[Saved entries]
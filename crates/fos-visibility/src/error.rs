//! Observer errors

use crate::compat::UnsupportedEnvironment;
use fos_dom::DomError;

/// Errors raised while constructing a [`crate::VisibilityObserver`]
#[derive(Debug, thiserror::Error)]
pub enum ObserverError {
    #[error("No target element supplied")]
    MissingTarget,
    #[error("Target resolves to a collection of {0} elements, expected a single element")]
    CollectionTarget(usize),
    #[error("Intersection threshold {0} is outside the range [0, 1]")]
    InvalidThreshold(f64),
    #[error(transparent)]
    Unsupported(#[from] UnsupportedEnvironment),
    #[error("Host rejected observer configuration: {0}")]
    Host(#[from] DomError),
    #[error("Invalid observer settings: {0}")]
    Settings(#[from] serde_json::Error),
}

### [Exercise objective]
With no line skipped, copy the entries exactly as written.

### [Answer for the task]
filename crates/fos-visibility/src/error.rs
//! Observer errors

use crate::compat::UnsupportedEnvironment;
use fos_dom::DomError;

/// Errors raised while constructing a [`crate::VisibilityObserver`]
#[derive(Debug, thiserror::Error)]
pub enum ObserverError {
    #[error("No target element supplied")]
    MissingTarget,
    #[error("Target resolves to a collection of {0} elements, expected a single element")]
    CollectionTarget(usize),
    #[error("Intersection threshold {0} is outside the range [0, 1]")]
    InvalidThreshold(f64),
    #[error(transparent)]
    Unsupported(#[from] UnsupportedEnvironment),
    #[error("Host rejected observer configuration: {0}")]
    Host(#[from] DomError),
    #[error("Invalid observer settings: {0}")]
    Settings(#[from] serde_json::Error),
}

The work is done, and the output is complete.